Just as the Warsaw Ghetto resistance fighters found themselves surrounded by a sea of enemies, America, Israel and our allies are isolated. We can ignore the fact that one day the modern-day Nazis -- the Islamofascists and their appeasement-minded allies -- will storm our gates. We can ignore the fact that the first shots of this war have already been fired. We can, in the words of John Kerry, "return to the U.N." and "rejoin the community of nations." Or we can recognize that we are in the same situation as the heroes of the ZOB. We can recognize that though the fight is difficult, it is worth fighting.

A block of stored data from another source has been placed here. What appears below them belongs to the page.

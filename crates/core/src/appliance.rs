// SPDX-License-Identifier: BUSL-1.1
// Copyright (c) 2026 Alfred Jean LLC

//! Appliance lifecycle tags.
//!
//! The lifecycle state is owned by the appliance manager; automaton state
//! vertices read it to decide transitions but never write it directly.

use serde::{Deserialize, Serialize};
use std::fmt;

/// Lifecycle state of a managed appliance VM as observed upstream.
#[derive(Debug, Clone, Copy, PartialEq, Eq, Serialize, Deserialize)]
#[serde(rename_all = "snake_case")]
pub enum ApplianceState {
    /// Not running.
    Down,
    /// Boot issued, not yet reachable.
    Booting,
    /// Reachable but unconfigured.
    Up,
    /// Reachable and configured.
    Configured,
    /// Must be stopped and re-created.
    Restart,
    /// Boot-loop latch tripped; holds until cleared.
    Error,
    /// Backing resource no longer exists upstream.
    Gone,
}

impl ApplianceState {
    /// True once the appliance has stopped converging: nothing left to tear down.
    pub fn is_stopped(&self) -> bool {
        matches!(self, ApplianceState::Down | ApplianceState::Gone)
    }
}

impl fmt::Display for ApplianceState {
    fn fmt(&self, f: &mut fmt::Formatter<'_>) -> fmt::Result {
        match self {
            ApplianceState::Down => write!(f, "down"),
            ApplianceState::Booting => write!(f, "booting"),
            ApplianceState::Up => write!(f, "up"),
            ApplianceState::Configured => write!(f, "configured"),
            ApplianceState::Restart => write!(f, "restart"),
            ApplianceState::Error => write!(f, "error"),
            ApplianceState::Gone => write!(f, "gone"),
        }
    }
}

#[cfg(test)]
#[path = "appliance_tests.rs"]
mod tests;
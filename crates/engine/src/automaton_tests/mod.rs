// SPDX-License-Identifier: BUSL-1.1
// Copyright (c) 2026 Alfred Jean LLC

//! Automaton test harness: a fake appliance plus counting callbacks.

use super::*;
use crate::state::State;
use parking_lot::Mutex;
use rover_appliance::{ApplianceCall, ApplianceError, FakeAppliance};
use rover_core::{ApplianceState, BandwidthSample, Crud, Message, WorkerContext};
use std::sync::atomic::{AtomicUsize, Ordering};
use std::sync::Arc;

mod ingress;
mod properties;
mod scenarios;

pub(super) fn ctx() -> WorkerContext {
    WorkerContext::new("worker-0")
}

pub(super) fn config() -> AutomatonConfig {
    AutomatonConfig {
        queue_warning_threshold: 100,
        reboot_error_threshold: 3,
    }
}

pub(super) struct TestAutomaton {
    pub automaton: Automaton<FakeAppliance>,
    pub fake: FakeAppliance,
    deletes: Arc<AtomicUsize>,
    pub samples: Arc<Mutex<Vec<BandwidthSample>>>,
}

pub(super) fn test_automaton(config: AutomatonConfig) -> TestAutomaton {
    let fake = FakeAppliance::new();
    let deletes = Arc::new(AtomicUsize::new(0));
    let samples = Arc::new(Mutex::new(Vec::new()));

    let delete_counter = Arc::clone(&deletes);
    let sample_sink = Arc::clone(&samples);
    let automaton = Automaton::new(
        AutomatonDeps {
            router_id: RouterId::new("rtr-1"),
            tenant_id: TenantId::new("tnt-1"),
            appliance: fake.clone(),
            delete_callback: Box::new(move || {
                delete_counter.fetch_add(1, Ordering::SeqCst);
            }),
            bandwidth_callback: Box::new(move |sample| sample_sink.lock().push(sample)),
        },
        config,
    );

    TestAutomaton {
        automaton,
        fake,
        deletes,
        samples,
    }
}

impl TestAutomaton {
    pub fn send(&mut self, crud: Crud) -> bool {
        self.automaton
            .send_message(&Message::new("rtr-1", "tnt-1", crud))
    }

    /// Pump until quiescent, failing the test instead of livelocking.
    pub async fn pump_to_quiescence(&mut self) {
        let mut passes = 0;
        while self.automaton.has_more_work() {
            self.automaton.update(&ctx()).await;
            passes += 1;
            assert!(passes < 64, "automaton failed to go quiescent");
        }
    }

    pub fn delete_count(&self) -> usize {
        self.deletes.load(Ordering::SeqCst)
    }
}
// SPDX-License-Identifier: BUSL-1.1
// Copyright (c) 2026 Alfred Jean LLC

//! Driver registry.
//!
//! Deployments choose which resource drivers to load via the
//! `enabled_drivers` option. Names are looked up against the compiled-in
//! driver set; enabling iterates the configured list and skips (logging)
//! invalid entries rather than failing startup.

use rover_core::ROUTER_DRIVER;
use thiserror::Error;

/// Errors from driver lookup.
#[derive(Debug, Error)]
pub enum DriverError {
    #[error("failed loading driver: {0}")]
    Invalid(String),
}

/// Resource kinds the orchestrator knows how to drive.
#[derive(Debug, Clone, Copy, PartialEq, Eq)]
pub enum Driver {
    Router,
}

impl Driver {
    pub fn name(&self) -> &'static str {
        match self {
            Driver::Router => ROUTER_DRIVER,
        }
    }

    /// Look up a driver by its configured name.
    pub fn get(name: &str) -> Result<Self, DriverError> {
        match name {
            ROUTER_DRIVER => Ok(Driver::Router),
            other => Err(DriverError::Invalid(other.to_string())),
        }
    }
}

/// The set of drivers a deployment enabled.
#[derive(Debug, Default)]
pub struct DriverRegistry {
    enabled: Vec<Driver>,
}

impl DriverRegistry {
    /// Build from the configured name list, skipping invalid entries.
    pub fn from_names<S: AsRef<str>>(names: &[S]) -> Self {
        let mut enabled = Vec::new();
        for name in names {
            match Driver::get(name.as_ref()) {
                Ok(driver) => {
                    if !enabled.contains(&driver) {
                        enabled.push(driver);
                    }
                }
                Err(e) => tracing::error!(error = %e, "skipping driver"),
            }
        }
        Self { enabled }
    }

    pub fn enabled(&self) -> &[Driver] {
        &self.enabled
    }

    pub fn is_enabled(&self, driver: Driver) -> bool {
        self.enabled.contains(&driver)
    }
}

#[cfg(test)]
#[path = "registry_tests.rs"]
mod tests;
// SPDX-License-Identifier: BUSL-1.1
// Copyright (c) 2026 Alfred Jean LLC

use super::*;
use crate::router::RouterId;

#[test]
fn short_id_truncates() {
    let id = "abcdefghijk";
    assert_eq!(id.short(4), "abcd");
}

#[test]
fn short_id_keeps_short_strings() {
    let id = "abc";
    assert_eq!(id.short(8), "abc");
}

#[test]
fn router_id_display() {
    let id = RouterId::new("rtr-123");
    assert_eq!(id.to_string(), "rtr-123");
}

#[test]
fn router_id_equality() {
    let id1 = RouterId::new("rtr-1");
    let id2 = RouterId::new("rtr-1");
    let id3 = RouterId::new("rtr-2");

    assert_eq!(id1, id2);
    assert_ne!(id1, id3);
}

#[test]
fn router_id_from_str() {
    let id: RouterId = "rtr".into();
    assert_eq!(id.as_str(), "rtr");
}

#[test]
fn router_id_short() {
    let id = RouterId::new("0123456789abcdef");
    assert_eq!(id.short(8), "01234567");
}

#[test]
fn router_id_serde() {
    let id = RouterId::new("rtr-9");
    let json = serde_json::to_string(&id).unwrap();
    assert_eq!(json, "\"rtr-9\"");

    let parsed: RouterId = serde_json::from_str(&json).unwrap();
    assert_eq!(parsed, id);
}
// SPDX-License-Identifier: BUSL-1.1
// Copyright (c) 2026 Alfred Jean LLC

//! Invariants: delete dominance, one-shot callback, bounded pumping.

use super::*;
use std::time::Duration;

async fn assert_delete_fires_once(sequence: &[Crud]) {
    let mut t = test_automaton(config());
    for crud in sequence {
        t.send(*crud);
    }

    t.pump_to_quiescence().await;

    assert!(t.automaton.deleted(), "sequence {sequence:?}");
    assert_eq!(t.delete_count(), 1, "sequence {sequence:?}");
}

#[tokio::test]
async fn lone_delete_exits() {
    assert_delete_fires_once(&[Crud::Delete]).await;
}

#[tokio::test]
async fn delete_after_create_and_update_exits() {
    assert_delete_fires_once(&[Crud::Create, Crud::Update, Crud::Delete]).await;
}

#[tokio::test]
async fn delete_between_polls_exits() {
    assert_delete_fires_once(&[Crud::Poll, Crud::Delete, Crud::Poll]).await;
}

#[tokio::test]
async fn delete_after_rebuild_exits() {
    assert_delete_fires_once(&[Crud::Rebuild, Crud::Delete]).await;
}

#[tokio::test]
async fn delete_callback_never_fires_twice() {
    let mut t = test_automaton(config());
    t.send(Crud::Delete);
    t.automaton.update(&ctx()).await;
    assert_eq!(t.delete_count(), 1);

    // Nothing after the exit can re-trigger the callback.
    t.send(Crud::Delete);
    t.automaton.update(&ctx()).await;
    assert_eq!(t.delete_count(), 1);
}

#[tokio::test]
async fn pump_returns_promptly_on_poll_storm() {
    let mut t = test_automaton(config());
    t.fake.set_state(ApplianceState::Configured);
    for _ in 0..50 {
        t.send(Crud::Poll);
    }

    tokio::time::timeout(Duration::from_secs(1), t.automaton.update(&ctx()))
        .await
        .unwrap();

    assert!(!t.automaton.has_more_work());
}

#[tokio::test]
async fn error_latch_blocks_further_boots() {
    let mut t = test_automaton(config());
    t.fake.set_boot_sticks(false);
    t.send(Crud::Create);
    t.pump_to_quiescence().await;
    assert_eq!(t.fake.state(), ApplianceState::Error);

    t.fake.clear_calls();
    t.send(Crud::Update);
    t.pump_to_quiescence().await;

    assert_eq!(t.fake.call_count(ApplianceCall::Boot), 0);
    assert_eq!(t.fake.state(), ApplianceState::Error);
}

As John Adams said: "I am well aware of the Toil and Blood and Treasure, that it will cost Us to maintain this Declaration, and support and defend these States. -- Yet through all the Gloom I can see the Rays of ravishing Light and Glory. I can see that the End is more than worth all the Means. And that Posterity will tryumph in that Days Transaction, even altho We should rue it, which I trust in God We shall not."
Jews resisiting NAZI's in Warsaw became NAZI's?!
Oh please. Stop with such nonsense.
So Hitler, Stalin and Mao were merely ignorant? With a little education, Treblinka, the gulags, the Ukrainian famine and the "Great Leap Forward" famine would never have happened?
With a statement as ignorant as Evil = "ignorance", how can you expect anyone to take anything you say seriously?
Yep.
Non-violent resistance certainly was effective at Tianman (sp?) Square. < /sarcasm>.
Sean Hannity may have written a good book, but he's gotten lost in self-defined areas of evil that violate your definition.